The main improvements that the Topics API brings over FLoC are in its transparency. FLoC left the definitions of cohorts and who was in them ambiguous, and leaving the potential for that data to identify smaller groups of users, or even individual ones, depending on how it was implemented. Topics, on the other hand, are much more constrained.

The Topics API is not meant to replace third-party cookies, in part because nothing should. Third-party cookies were a problem for privacy, and so replicating everything they could do is not a solution to this problem. The Topics API is meant to add a factor that can contribute towards decisions on serving interest-based advertising, but it need not be the only one.
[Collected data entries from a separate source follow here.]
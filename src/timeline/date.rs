use std::fmt;
use std::sync::OnceLock;

use chrono::NaiveDate;
use regex::Regex;

/// Comparable ordering key for every date in the snapshot.
///
/// `Day` before `Undated` in the derived order, so anything unparseable
/// sorts after every real date in every view. Normalization is total: any
/// input, including garbage, maps to a key.
#[derive(Debug, Clone, Copy, PartialEq, Eq, PartialOrd, Ord, Hash)]
pub enum DateKey {
    Day(NaiveDate),
    Undated,
}

fn date_prefix_re() -> &'static Regex {
    static RE: OnceLock<Regex> = OnceLock::new();
    RE.get_or_init(|| Regex::new(r"^(\d{4}-\d{2}-\d{2})").expect("valid regex"))
}

/// Normalize a raw date string into a [`DateKey`].
///
/// Source dates come in several shapes: plain ISO dates, datetimes with a
/// trailing timezone abbreviation ("2026-01-02 07:05 SGT"), RFC 3339, or
/// free text. A leading `YYYY-MM-DD` wins and any trailing time/zone token
/// is ignored; a few generic formats are tried next; everything else is
/// `Undated`.
pub fn normalize(raw: Option<&str>) -> DateKey {
    let Some(raw) = raw else {
        return DateKey::Undated;
    };
    let raw = raw.trim();
    if raw.is_empty() {
        return DateKey::Undated;
    }

    if let Some(cap) = date_prefix_re().captures(raw) {
        if let Ok(d) = NaiveDate::parse_from_str(&cap[1], "%Y-%m-%d") {
            return DateKey::Day(d);
        }
    }

    if let Ok(dt) = chrono::DateTime::parse_from_rfc3339(raw) {
        return DateKey::Day(dt.date_naive());
    }
    for fmt in ["%Y/%m/%d", "%m/%d/%Y", "%d %b %Y", "%b %d, %Y", "%B %d, %Y"] {
        if let Ok(d) = NaiveDate::parse_from_str(raw, fmt) {
            return DateKey::Day(d);
        }
    }

    DateKey::Undated
}

impl DateKey {
    pub fn is_dated(&self) -> bool {
        matches!(self, DateKey::Day(_))
    }
}

impl fmt::Display for DateKey {
    fn fmt(&self, f: &mut fmt::Formatter<'_>) -> fmt::Result {
        match self {
            // en-US short form, "Jan 2, 2026".
            DateKey::Day(d) => write!(f, "{}", d.format("%b %-d, %Y")),
            DateKey::Undated => write!(f, "N/A"),
        }
    }
}

#[cfg(test)]
mod tests {
    use super::*;

    #[test]
    fn iso_date_parses() {
        assert_eq!(
            normalize(Some("2026-02-01")),
            DateKey::Day(NaiveDate::from_ymd_opt(2026, 2, 1).unwrap())
        );
    }

    #[test]
    fn timezone_suffix_is_ignored() {
        assert_eq!(
            normalize(Some("2026-01-02 07:05 SGT")),
            normalize(Some("2026-01-02"))
        );
    }

    #[test]
    fn rfc3339_parses() {
        assert_eq!(
            normalize(Some("2026-03-15T09:30:00+08:00")),
            DateKey::Day(NaiveDate::from_ymd_opt(2026, 3, 15).unwrap())
        );
    }

    #[test]
    fn missing_and_garbage_are_undated() {
        assert_eq!(normalize(None), DateKey::Undated);
        assert_eq!(normalize(Some("")), DateKey::Undated);
        assert_eq!(normalize(Some("   ")), DateKey::Undated);
        assert_eq!(normalize(Some("sometime next week")), DateKey::Undated);
        // Prefix shape without a real calendar date behind it.
        assert_eq!(normalize(Some("2026-99-99")), DateKey::Undated);
    }

    #[test]
    fn undated_sorts_after_every_real_date() {
        let real = normalize(Some("9999-12-31"));
        assert!(real < DateKey::Undated);
    }

    #[test]
    fn normalizing_display_output_is_stable() {
        // Round-tripping a dated key through its display form keeps the day.
        let key = normalize(Some("2026-02-01"));
        let redisplayed = normalize(Some(&key.to_string()));
        assert_eq!(key, redisplayed);
        assert_eq!(normalize(Some("N/A")), DateKey::Undated);
    }

    #[test]
    fn display_formats() {
        assert_eq!(normalize(Some("2026-02-01")).to_string(), "Feb 1, 2026");
        assert_eq!(DateKey::Undated.to_string(), "N/A");
    }
}
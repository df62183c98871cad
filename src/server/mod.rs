//! Server layer root module.
//!
//! Actors and plumbing around the pure game core:
//! - WebSocket connections and the wire protocol
//! - the dispatcher, which owns matchmaking and the session registry
//! - one game session actor per running match

pub mod state;
pub mod router;
pub mod protocol;
pub mod connection;
pub mod dispatcher;
pub mod registry;
pub mod flood_guard;
pub mod matchmaking;
pub mod game_session;
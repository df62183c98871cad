//! Wire protocol between clients and the server.
//!
//! Every WebSocket text frame carries one JSON envelope
//! `{"event": "<name>", "data": {...}}`. Inbound envelopes are decoded into
//! `ClientEvent`; outbound ones are `ServerEvent` wrapped in `Deliver`.

use actix::prelude::*;
use serde::Deserialize;
use serde::de::DeserializeOwned;
use serde_json::Value;

use crate::config::matchmaking::{DEFAULT_NAME, MAX_NAME_LEN};
use crate::game::error::GameError;
use crate::game::events::ServerEvent;
use crate::game::types::{MatchConfig, Symbol};
use crate::server::matchmaking::queue::MatchCriteria;

/// Actor message carrying one outbound event to a client connection.
#[derive(Message, Debug, Clone, PartialEq)]
#[rtype(result = "()")]
pub struct Deliver(pub ServerEvent);

/// Client -> server event.
#[derive(Debug, Clone, PartialEq)]
pub enum ClientEvent {
    Hello { name: String },
    JoinQueue(JoinQueueRequest),
    LeaveQueue,
    PlaceMove { index: i64 },
    Ping,
}

/// Payload of `joinQueue`. Numbers are signed so that negative values reach
/// validation and are reported as `InvalidMatchConfig`.
#[derive(Debug, Clone, PartialEq)]
pub struct JoinQueueRequest {
    pub stake: i64,
    pub best_of: i64,
    pub symbol_preference: Option<Symbol>,
}

impl JoinQueueRequest {
    pub fn criteria(&self) -> Result<MatchCriteria, GameError> {
        Ok(MatchCriteria {
            config: MatchConfig::new(self.best_of, self.stake)?,
            symbol_preference: self.symbol_preference,
        })
    }
}

#[derive(Deserialize)]
struct Envelope {
    event: String,
    #[serde(default)]
    data: Value,
}

#[derive(Deserialize)]
struct HelloPayload {
    #[serde(default)]
    name: String,
}

/// Numeric fields are kept as raw JSON so that a wrong type is reported as a
/// bad match configuration rather than an undecodable frame.
#[derive(Deserialize)]
#[serde(rename_all = "camelCase")]
struct JoinQueuePayload {
    #[serde(default)]
    stake: Value,
    #[serde(default)]
    best_of: Value,
    #[serde(default, alias = "symbolPref")]
    symbol_preference: Option<Symbol>,
}

impl JoinQueuePayload {
    fn into_request(self) -> Result<JoinQueueRequest, GameError> {
        let integer = |field: &str, value: &Value| {
            value
                .as_i64()
                .ok_or_else(|| GameError::InvalidMatchConfig(format!("{field} must be an integer, got {value}")))
        };
        Ok(JoinQueueRequest {
            stake: integer("stake", &self.stake)?,
            best_of: integer("bestOf", &self.best_of)?,
            symbol_preference: self.symbol_preference,
        })
    }
}

#[derive(Deserialize)]
struct PlaceMovePayload {
    #[serde(default)]
    index: Value,
}

impl PlaceMovePayload {
    fn index(&self) -> Result<i64, GameError> {
        self.index.as_i64().ok_or_else(|| GameError::InvalidMove(self.index.to_string()))
    }
}

fn payload<T: DeserializeOwned>(data: Value) -> Result<T, GameError> {
    serde_json::from_value(data).map_err(|e| GameError::MalformedEvent(e.to_string()))
}

impl ClientEvent {
    /// Decodes one text frame. Envelope and payload shape failures are
    /// `MalformedEvent`; a non-integer index or match number is reported as
    /// `InvalidMove` or `InvalidMatchConfig`.
    pub fn decode(text: &str) -> Result<Self, GameError> {
        let envelope: Envelope =
            serde_json::from_str(text).map_err(|e| GameError::MalformedEvent(e.to_string()))?;
        match envelope.event.as_str() {
            "hello" => {
                let hello: HelloPayload = payload(envelope.data)?;
                Ok(ClientEvent::Hello { name: display_name(&hello.name) })
            }
            "joinQueue" => {
                let join: JoinQueuePayload = payload(envelope.data)?;
                Ok(ClientEvent::JoinQueue(join.into_request()?))
            }
            "leaveQueue" => Ok(ClientEvent::LeaveQueue),
            "placeMove" | "place" => {
                let place: PlaceMovePayload = payload(envelope.data)?;
                Ok(ClientEvent::PlaceMove { index: place.index()? })
            }
            "ping" => Ok(ClientEvent::Ping),
            other => Err(GameError::MalformedEvent(format!("unknown event '{other}'"))),
        }
    }
}

/// Trims and truncates a display name, falling back to the default.
pub fn display_name(raw: &str) -> String {
    let name: String = raw.trim().chars().take(MAX_NAME_LEN).collect();
    if name.is_empty() { DEFAULT_NAME.to_string() } else { name }
}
It also does not provide perfect privacy, and it is prudent that users understand this. The responses that a browser can provide are limited, but there is nothing stopping websites themselves from using identifiers of their own to record these responses associated with their users over time, in cases where they can persistently identify their users by other means. An ecommerce site, for instance, can maintain a record of topics that have shown up for users who were logged in, and over time compile a list of frequently-accessed topics and likely filter out the random ones. This won’t help them retarget the user on other sites, but it can have other use cases. 

Regulations in their jurisdictions will apply, of course, and these sites will usually have to disclose this in their privacy policies. The important thing to remember, though, is that this is not meant to be a perfect solution, but an improvement over what existed before.